→ **PROBLEM TO WORK ON**:
Go through the entries one line at a time, and gather every line that has the word "layer".
§ §
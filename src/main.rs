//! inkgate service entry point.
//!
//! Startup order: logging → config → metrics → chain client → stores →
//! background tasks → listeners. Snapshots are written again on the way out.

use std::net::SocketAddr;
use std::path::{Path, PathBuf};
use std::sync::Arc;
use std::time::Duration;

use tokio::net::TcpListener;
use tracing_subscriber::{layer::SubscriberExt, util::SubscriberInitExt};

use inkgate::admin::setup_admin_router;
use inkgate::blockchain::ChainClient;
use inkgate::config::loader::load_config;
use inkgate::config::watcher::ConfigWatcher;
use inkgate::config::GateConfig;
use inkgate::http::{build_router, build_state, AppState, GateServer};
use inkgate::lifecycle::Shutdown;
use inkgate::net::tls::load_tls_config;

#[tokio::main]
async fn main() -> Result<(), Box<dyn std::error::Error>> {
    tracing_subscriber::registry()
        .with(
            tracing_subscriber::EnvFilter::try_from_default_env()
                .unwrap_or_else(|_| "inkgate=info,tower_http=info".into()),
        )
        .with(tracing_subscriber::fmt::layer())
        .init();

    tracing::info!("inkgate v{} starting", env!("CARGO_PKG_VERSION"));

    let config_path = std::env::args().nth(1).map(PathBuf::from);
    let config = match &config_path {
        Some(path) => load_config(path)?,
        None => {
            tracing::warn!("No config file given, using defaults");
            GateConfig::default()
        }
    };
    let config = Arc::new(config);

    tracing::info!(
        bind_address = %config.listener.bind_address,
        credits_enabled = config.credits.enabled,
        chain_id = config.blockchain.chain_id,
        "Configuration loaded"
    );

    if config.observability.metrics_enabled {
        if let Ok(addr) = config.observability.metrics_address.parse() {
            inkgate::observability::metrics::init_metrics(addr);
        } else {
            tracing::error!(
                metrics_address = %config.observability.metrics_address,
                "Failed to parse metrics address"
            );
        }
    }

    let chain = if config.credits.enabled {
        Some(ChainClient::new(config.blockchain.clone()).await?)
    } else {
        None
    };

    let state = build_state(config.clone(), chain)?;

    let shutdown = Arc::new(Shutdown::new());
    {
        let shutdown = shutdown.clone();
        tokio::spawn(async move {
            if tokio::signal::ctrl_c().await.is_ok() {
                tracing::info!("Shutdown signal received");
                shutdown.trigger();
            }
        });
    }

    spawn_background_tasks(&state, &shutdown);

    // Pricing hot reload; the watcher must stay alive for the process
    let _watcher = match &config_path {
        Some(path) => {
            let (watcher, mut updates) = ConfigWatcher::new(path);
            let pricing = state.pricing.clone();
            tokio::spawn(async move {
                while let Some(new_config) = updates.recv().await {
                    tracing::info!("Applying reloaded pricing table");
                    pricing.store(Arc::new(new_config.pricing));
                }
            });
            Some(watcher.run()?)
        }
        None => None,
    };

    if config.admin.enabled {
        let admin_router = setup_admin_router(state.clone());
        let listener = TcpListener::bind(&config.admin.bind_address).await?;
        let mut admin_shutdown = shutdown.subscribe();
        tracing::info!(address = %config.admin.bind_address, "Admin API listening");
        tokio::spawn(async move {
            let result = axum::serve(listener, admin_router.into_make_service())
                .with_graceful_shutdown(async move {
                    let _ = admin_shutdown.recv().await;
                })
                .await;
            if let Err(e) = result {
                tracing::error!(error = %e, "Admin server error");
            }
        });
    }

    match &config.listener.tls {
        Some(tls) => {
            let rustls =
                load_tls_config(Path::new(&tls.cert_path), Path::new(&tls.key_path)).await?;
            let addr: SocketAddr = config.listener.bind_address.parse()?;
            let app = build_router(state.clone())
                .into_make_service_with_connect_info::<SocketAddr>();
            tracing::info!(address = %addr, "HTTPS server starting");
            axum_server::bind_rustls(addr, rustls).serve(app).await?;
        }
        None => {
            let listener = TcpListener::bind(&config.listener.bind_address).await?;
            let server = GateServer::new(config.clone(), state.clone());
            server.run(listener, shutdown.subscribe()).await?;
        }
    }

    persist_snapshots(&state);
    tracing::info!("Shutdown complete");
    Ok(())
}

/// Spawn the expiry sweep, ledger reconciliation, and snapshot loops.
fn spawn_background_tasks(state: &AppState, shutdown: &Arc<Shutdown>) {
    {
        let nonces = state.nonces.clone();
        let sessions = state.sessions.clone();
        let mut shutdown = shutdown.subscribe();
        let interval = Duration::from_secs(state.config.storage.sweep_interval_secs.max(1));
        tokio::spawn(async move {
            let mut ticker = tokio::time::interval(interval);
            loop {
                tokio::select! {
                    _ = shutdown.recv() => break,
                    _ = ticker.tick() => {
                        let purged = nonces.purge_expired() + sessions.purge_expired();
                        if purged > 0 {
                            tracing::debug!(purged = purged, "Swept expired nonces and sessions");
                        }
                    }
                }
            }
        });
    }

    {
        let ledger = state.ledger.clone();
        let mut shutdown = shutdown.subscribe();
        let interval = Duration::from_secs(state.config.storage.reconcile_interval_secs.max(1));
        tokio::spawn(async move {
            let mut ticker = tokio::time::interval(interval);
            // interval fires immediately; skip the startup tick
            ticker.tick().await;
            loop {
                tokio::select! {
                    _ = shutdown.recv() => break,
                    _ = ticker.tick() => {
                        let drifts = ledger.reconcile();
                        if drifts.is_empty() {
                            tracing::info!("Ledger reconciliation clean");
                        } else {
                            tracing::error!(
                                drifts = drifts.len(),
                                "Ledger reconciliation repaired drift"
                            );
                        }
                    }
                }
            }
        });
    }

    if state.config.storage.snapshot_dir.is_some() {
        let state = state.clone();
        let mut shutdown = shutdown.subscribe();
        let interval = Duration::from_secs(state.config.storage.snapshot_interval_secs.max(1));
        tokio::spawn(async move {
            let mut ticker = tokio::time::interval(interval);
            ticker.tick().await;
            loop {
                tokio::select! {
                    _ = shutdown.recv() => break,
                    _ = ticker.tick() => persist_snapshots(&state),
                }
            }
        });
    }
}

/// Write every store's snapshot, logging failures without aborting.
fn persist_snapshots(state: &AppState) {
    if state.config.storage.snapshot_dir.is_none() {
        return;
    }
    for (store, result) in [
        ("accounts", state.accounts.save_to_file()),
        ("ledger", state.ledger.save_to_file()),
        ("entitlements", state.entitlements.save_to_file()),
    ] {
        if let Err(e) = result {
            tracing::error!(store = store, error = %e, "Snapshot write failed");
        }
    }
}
§ §
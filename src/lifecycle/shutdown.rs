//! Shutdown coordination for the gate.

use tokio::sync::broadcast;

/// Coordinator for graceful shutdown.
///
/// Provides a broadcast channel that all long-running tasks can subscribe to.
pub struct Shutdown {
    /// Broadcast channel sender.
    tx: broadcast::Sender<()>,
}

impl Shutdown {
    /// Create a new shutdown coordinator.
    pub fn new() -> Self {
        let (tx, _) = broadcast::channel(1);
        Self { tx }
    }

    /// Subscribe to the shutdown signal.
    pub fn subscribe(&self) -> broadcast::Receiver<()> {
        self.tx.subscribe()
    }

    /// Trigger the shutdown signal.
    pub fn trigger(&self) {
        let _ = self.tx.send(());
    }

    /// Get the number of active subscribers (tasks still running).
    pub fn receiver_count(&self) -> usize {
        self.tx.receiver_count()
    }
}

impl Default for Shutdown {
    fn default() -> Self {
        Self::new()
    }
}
§ §
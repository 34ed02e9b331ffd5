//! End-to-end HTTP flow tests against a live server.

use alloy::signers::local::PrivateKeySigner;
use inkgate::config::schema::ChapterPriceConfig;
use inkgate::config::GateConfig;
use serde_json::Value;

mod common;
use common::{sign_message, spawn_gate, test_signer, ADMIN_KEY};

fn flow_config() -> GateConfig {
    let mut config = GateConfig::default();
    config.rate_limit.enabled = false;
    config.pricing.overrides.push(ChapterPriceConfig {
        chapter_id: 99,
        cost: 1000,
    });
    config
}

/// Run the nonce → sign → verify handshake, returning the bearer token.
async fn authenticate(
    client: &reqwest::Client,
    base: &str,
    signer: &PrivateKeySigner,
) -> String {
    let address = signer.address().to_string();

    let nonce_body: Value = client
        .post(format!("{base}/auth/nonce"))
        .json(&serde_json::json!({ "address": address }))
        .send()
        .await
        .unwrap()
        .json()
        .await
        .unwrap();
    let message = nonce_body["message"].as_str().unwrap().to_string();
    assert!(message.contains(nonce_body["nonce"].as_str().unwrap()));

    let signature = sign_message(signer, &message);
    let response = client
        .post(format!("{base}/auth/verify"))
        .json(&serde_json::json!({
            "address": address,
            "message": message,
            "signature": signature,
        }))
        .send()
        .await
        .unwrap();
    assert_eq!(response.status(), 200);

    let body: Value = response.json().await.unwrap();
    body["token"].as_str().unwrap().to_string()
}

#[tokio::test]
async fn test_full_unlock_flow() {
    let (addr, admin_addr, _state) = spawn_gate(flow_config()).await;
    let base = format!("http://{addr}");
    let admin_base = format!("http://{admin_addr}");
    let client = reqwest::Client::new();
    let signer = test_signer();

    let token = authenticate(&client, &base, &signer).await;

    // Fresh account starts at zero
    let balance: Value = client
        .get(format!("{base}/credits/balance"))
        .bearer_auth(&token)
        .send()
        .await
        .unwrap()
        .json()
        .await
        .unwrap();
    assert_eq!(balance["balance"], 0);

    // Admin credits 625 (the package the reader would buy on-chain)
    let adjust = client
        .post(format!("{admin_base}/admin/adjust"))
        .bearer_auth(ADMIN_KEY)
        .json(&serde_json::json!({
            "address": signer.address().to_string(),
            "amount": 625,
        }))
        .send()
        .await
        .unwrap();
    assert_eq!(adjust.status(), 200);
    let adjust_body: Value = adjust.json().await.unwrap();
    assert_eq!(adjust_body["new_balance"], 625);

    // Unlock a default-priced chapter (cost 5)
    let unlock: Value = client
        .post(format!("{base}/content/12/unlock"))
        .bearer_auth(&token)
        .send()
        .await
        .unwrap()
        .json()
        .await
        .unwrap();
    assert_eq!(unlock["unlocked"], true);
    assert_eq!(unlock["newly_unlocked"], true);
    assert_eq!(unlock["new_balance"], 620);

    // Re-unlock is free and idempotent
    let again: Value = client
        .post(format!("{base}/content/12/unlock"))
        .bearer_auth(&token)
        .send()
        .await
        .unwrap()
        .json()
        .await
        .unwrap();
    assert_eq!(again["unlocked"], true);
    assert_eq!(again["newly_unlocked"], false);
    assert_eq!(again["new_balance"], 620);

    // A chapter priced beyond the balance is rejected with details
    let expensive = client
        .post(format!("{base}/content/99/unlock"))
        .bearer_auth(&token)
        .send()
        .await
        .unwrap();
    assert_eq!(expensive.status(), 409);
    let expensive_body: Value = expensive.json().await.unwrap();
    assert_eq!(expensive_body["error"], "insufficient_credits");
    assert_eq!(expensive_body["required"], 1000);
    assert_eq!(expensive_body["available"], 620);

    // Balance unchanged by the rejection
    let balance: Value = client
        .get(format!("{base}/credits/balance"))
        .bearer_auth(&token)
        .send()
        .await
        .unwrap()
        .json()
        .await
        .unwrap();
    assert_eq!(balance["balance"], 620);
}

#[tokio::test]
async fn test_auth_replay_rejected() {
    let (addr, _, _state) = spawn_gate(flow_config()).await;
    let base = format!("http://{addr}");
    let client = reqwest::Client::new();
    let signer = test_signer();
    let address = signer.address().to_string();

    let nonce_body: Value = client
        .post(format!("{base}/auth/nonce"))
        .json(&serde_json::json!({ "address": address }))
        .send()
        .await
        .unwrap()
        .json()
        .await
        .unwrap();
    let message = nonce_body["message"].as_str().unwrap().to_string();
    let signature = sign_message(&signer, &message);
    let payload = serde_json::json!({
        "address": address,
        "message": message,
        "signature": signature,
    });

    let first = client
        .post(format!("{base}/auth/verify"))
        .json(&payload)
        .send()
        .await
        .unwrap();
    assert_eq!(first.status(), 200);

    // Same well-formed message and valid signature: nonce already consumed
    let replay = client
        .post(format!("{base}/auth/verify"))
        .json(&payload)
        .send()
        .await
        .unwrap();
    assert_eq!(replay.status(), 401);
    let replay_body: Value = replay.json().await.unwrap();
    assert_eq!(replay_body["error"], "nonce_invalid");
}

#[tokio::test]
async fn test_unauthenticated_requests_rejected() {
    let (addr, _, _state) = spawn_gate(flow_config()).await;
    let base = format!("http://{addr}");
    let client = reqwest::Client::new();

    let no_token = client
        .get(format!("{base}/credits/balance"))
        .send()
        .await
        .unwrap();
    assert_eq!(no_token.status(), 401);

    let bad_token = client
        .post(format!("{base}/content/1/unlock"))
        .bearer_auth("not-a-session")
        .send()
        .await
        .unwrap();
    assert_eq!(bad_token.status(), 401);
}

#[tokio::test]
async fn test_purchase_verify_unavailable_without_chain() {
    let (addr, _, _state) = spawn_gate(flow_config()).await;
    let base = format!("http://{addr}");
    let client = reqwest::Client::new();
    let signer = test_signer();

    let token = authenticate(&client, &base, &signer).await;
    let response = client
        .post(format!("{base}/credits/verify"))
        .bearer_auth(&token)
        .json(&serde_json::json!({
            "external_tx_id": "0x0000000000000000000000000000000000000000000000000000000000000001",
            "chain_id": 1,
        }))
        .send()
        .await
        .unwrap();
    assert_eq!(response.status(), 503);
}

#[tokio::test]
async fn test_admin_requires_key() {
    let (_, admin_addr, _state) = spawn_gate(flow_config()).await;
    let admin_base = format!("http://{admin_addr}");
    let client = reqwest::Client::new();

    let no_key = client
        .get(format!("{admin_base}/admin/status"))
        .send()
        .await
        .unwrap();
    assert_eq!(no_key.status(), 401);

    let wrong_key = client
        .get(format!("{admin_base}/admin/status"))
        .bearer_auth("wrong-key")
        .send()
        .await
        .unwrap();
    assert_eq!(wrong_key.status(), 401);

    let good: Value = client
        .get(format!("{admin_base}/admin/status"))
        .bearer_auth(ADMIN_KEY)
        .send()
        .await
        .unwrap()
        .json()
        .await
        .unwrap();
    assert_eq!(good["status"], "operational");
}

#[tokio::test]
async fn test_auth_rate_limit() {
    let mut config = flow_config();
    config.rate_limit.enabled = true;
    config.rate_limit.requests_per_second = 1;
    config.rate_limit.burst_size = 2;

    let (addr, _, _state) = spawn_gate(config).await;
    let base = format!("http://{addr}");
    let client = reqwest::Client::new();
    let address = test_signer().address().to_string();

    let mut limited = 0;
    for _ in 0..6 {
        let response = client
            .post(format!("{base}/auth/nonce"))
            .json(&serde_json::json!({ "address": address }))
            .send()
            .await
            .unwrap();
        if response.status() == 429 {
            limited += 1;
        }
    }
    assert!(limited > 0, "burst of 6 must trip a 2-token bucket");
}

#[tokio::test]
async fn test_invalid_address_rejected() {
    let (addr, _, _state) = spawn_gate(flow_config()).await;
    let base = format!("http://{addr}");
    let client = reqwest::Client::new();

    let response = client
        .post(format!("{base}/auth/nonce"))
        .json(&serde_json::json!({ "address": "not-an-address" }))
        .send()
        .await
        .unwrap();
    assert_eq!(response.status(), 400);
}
§ §
→ **WRITTEN ANSWER**:
use tracing_subscriber::{layer::SubscriberExt, util::SubscriberInitExt};
        .with(tracing_subscriber::fmt::layer())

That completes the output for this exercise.